Feedback devices for cardiopulmonary resuscitation (CPR) have been introduced across a number of emergency medical services (EMS) worldwide with the intention of increasing the provision of high quality CPR. In July 2014, St. John Ambulance Western Australia (SJA-WA) introduced the Q-CPRTM device into mandatory clinical practice; however usage rates were lower than expected.

Methods:

A voluntary, anonymous survey was issued to a convenience sample of SJA-WA paramedics from September to December 2015 to determine the paramedic-reported barriers towards the use of Q-CP

Results:

Of the 264 paramedics who participated in the survey, 41% reported having used Q-CPR during their last attempted resuscitation. Among those who had not used it, the reason most commonly cited (37%) was that a mechanical chest compression device arrived on scene prior to the Q-CPR being deployed. Secondly, other interventions were prioritized above the use of Q-CPR (20%). Thirdly, pain associated with use of the Q-CPR prevented its utilization in 17% of cases. Other reasons were less frequently reported.

Conclusion:

Lower usage rates appeared to be primarily linked to the utilisation of other equipment and interventions in preference to the Q-CPR and to a lesser extent due to pain associated with the use of such devices.

High quality cardiopulmonary resuscitation (CPR) has been linked to improved survival outcomes for cardiac arrest patients (Kramer-Johansen et al, 2006; Babbs et al, 2008; Christenson et al, 2009; Stiell et al, 2014; Sutton et al, 2014; Vadeboncoeur et al, 2014; Idris et al, 2015; Perkins et al, 2015a; Perkins et al, 2015b; Talikowska et al, 2015). To promote the delivery of high quality CPR by healthcare professionals, a number of Emergency Medical Services (EMS) worldwide have introduced CPR feedback devices into routine clinical use. An example of one such device is the Q-CPRTM developed by Laerdal Medical and Philips Healthcare. It comprises a force sensor and an accelerometer, and, placed underneath the hands of the rescuer, it delivers both visual and (optional) auditory feedback to the user in real-time about their CPR performance. Specifically, it provides feedback on parameters such as compression depth, compression rate, adequate chest recoil and time without compressions (‘hands-off time’). In addition, information about ventilation rate is captured by measuring transthoracic impedance using the multifunction defibrillation pads (Laerdal Medical Corportation, 2016, Philips Healthcare, 2011).

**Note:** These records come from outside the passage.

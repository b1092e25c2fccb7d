//! Protocol Module
//!
//! The transport-independent request/response vocabulary.
//!
//! ## Commands
//! | Command    | Input              | Reply                 |
//! |------------|--------------------|-----------------------|
//! | `List`     | -                  | `Characters`          |
//! | `Random`   | -                  | `Character`           |
//! | `Query`    | filters            | `Characters`          |
//! | `Get`      | id                 | `Character`           |
//! | `Create`   | character          | `Created`             |
//! | `Generate` | -                  | `Created`             |
//! | `Update`   | id, patch          | `Character`           |
//! | `Delete`   | id                 | `Deleted`             |
//! | `Stats`    | -                  | `Stats`               |
//! | `Battle`   | id1, id2           | `Battle`              |
//!
//! Failures are [`MultiverseError`](crate::MultiverseError)s; the HTTP
//! layer maps them to status codes.

mod command;
mod reply;

pub use command::{BattleRequest, Command, CommandType};
pub use reply::{Reply, DELETED_MESSAGE};
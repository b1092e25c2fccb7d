//! Category tables used when generating characters

pub const UNIVERSES: &[&str] = &[
    "Tierra-616",
    "Tierra-199999",
    "Multiverso-X",
    "Dimensión Fantasma",
    "Neo-Zion",
    "Tierra Invertida",
    "Universo Omega",
    "Realidad DistorSión",
];

pub const SPECIES: &[&str] = &[
    "Humano",
    "Alienígena",
    "Mutante",
    "Androide",
    "Dios cósmico",
    "Entidad dimensional",
    "Cyborg",
];

pub const PLANETS: &[&str] = &[
    "Tierra",
    "Krypton",
    "Namek",
    "Saturno Prime",
    "Vulcano",
    "Xandar",
    "Asgard",
    "Marte Negro",
    "Zebes",
];

pub const ABILITIES: &[&str] = &[
    "Teletransportación",
    "Invisibilidad",
    "Fuerza sobrehumana",
    "Control mental",
    "Manipulación del tiempo",
    "Vuelo",
    "Rayos láser",
    "Regeneración",
    "Control elemental",
    "Tecnopatía",
    "Magia arcana",
    "Crecimiento gigante",
    "Creación de portales",
    "Dominar sombras",
    "Velocidad sobrehumana",
];

pub const EPIC_PHRASES: &[&str] = &[
    "¡Mi poder no conoce límites!",
    "El multiverso temblará ante mí.",
    "Hoy no es el día en que muero.",
    "¡Por la gloria de mi universo!",
    "Incluso los dioses me temen.",
    "No soy un héroe... soy una leyenda.",
    "Del caos, yo nací. Al caos, yo volveré.",
    "Solo yo puedo cambiar el destino.",
    "Nada es real, excepto mi voluntad.",
    "Soy el principio... y el final.",
];

/// Inclusive range of generated ids
pub const ID_RANGE: (i64, i64) = (1000, 9999);

/// Inclusive range of generated power levels
pub const POWER_LEVEL_RANGE: (i64, i64) = (1, 100);

/// Inclusive range of generated ability counts
pub const ABILITY_COUNT_RANGE: (usize, usize) = (2, 6);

In July 2014, St. John Ambulance Western Australia (SJA-WA) introduced Q-CPR as a mandatory tool for all metropolitan ambulance crews to use when attempting to resuscitate victims of out-of-hospital cardiac arrest (OHCA). Initial usage rates were as high as 43% of attempted resuscitations within the first month; however, they gradually declined, dropping to 13% in December 2015. The reasons for this were not clear. In the literature there are limited reports that shed light on the possible reservations of clinical staff towards using such devices. One study of a helicopter EMS (HEMS) in Turku, Finland, found that among the eight physician respondents, the most common reason cited for not having used CPR feedback was that the Q-CPR device had not been transported to the scene (Sainio et al, 2013). In another study by Perkins et al (2005), hand and wrist pain was frequently reported by participants using the CPREzyTM feedback device during simulated cardiac arrest. Similarly, van Berkom et al (2008) stated that CPR feedback had been associated with rescuer complaints such as ‘stiff wrists’. To investigate why Q-CPR implementation rates were low and declining over time, and to identify specific, paramedic-reported barriers towards the usage of CPR feedback devices, SJA-WA issued survey to a sample of the metropolitan ambulance workforce.

Methods

A voluntary, anonymous survey was distributed to SJA-WA paramedics participating in clinical refresher and research training courses from September 2015 to December 2015. The survey consisted of 11 questions that required participants to either select a binary or multiple choice answer or provide a rating on a five point Likert scale ranging from ‘strongly agree’ to ‘strongly disagree’. For three questions, free text answers were permitted. A copy of the survey form is available in Appendix A.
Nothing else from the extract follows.